■ Supplied information ■
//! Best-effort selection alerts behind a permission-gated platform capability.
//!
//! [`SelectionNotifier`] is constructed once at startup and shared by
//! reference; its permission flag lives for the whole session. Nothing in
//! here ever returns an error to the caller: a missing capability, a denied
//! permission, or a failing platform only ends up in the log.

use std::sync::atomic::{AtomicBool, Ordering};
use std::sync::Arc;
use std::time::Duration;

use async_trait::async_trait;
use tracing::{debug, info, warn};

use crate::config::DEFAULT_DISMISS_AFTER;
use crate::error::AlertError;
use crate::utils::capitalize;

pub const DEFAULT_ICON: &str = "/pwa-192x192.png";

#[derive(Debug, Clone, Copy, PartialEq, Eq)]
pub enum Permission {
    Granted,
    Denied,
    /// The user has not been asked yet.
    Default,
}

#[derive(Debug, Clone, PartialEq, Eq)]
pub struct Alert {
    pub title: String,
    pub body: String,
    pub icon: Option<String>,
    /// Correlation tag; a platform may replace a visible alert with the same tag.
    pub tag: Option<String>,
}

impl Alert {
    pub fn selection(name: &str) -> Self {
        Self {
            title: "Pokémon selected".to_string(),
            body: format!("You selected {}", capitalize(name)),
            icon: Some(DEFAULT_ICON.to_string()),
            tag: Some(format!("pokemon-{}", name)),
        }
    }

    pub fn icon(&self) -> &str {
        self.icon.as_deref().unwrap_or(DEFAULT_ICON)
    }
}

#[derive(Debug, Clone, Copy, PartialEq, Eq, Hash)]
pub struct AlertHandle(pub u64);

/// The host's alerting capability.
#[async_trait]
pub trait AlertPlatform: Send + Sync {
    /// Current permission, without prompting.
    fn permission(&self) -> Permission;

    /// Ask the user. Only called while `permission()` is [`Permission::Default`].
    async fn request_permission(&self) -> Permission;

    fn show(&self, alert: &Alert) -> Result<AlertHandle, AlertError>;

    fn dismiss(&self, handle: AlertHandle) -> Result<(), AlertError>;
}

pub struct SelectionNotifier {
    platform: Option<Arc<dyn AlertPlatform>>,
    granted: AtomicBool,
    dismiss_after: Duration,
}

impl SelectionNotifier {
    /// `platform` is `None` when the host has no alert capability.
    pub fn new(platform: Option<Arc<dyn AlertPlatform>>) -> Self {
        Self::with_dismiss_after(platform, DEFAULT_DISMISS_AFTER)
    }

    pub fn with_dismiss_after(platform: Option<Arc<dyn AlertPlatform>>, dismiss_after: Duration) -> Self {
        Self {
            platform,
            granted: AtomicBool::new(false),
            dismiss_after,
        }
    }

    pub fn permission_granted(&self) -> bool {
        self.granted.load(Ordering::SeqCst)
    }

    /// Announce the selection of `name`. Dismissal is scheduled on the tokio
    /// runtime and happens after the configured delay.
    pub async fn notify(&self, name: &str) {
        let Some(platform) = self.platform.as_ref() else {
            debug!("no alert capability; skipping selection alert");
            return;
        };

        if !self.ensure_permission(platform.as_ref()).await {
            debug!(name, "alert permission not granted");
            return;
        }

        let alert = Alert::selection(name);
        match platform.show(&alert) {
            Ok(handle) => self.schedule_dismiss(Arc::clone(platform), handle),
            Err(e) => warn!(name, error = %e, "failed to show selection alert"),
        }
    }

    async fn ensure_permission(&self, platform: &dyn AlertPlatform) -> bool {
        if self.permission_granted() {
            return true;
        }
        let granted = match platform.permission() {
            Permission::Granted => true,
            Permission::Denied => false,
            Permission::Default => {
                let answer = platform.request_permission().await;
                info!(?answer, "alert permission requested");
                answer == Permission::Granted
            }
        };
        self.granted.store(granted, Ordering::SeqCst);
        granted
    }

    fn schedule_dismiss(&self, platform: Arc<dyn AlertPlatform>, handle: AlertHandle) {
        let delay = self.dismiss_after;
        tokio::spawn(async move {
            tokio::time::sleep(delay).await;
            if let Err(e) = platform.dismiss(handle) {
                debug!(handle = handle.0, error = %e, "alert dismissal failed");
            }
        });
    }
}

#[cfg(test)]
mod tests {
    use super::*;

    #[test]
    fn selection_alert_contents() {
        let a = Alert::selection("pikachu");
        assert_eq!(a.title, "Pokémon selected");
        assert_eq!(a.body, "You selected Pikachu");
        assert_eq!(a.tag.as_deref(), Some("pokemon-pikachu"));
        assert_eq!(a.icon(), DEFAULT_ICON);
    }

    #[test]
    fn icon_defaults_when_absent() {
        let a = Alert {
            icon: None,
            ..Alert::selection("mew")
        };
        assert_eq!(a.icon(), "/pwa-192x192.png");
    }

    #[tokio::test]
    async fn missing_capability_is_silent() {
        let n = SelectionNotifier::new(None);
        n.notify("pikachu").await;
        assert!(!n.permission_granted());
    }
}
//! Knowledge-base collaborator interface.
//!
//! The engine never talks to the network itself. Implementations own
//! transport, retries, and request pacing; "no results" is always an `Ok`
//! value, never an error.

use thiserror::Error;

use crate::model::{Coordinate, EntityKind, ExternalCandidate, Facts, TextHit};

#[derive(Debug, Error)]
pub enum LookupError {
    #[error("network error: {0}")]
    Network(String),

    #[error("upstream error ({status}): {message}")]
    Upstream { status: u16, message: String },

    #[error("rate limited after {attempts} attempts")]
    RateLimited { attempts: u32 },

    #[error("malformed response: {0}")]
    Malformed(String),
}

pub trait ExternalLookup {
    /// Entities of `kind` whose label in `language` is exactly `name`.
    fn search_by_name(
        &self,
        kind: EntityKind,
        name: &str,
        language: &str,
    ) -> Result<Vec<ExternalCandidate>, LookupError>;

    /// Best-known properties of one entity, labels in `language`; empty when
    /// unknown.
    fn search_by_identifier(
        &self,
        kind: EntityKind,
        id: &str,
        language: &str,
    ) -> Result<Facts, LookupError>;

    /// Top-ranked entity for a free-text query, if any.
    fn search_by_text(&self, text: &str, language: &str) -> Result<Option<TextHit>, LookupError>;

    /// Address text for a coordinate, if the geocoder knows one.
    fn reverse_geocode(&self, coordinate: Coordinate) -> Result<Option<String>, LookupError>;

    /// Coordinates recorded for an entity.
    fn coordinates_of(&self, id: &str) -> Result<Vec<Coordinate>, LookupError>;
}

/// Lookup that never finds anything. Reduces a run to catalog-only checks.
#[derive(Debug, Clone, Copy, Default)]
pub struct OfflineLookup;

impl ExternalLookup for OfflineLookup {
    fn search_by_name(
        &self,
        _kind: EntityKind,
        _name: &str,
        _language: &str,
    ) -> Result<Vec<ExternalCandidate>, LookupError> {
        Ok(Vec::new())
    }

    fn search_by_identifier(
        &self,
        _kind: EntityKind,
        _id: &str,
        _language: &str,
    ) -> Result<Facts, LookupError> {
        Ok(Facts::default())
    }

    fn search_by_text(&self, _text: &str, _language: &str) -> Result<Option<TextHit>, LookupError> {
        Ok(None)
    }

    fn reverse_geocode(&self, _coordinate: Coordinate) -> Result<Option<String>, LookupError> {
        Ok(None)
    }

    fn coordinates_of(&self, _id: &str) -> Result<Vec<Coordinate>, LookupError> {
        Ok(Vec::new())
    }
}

■ Task description ■
Determine how many lines of the material hold "Facts", and respond with that number only.

■ Task response ■
4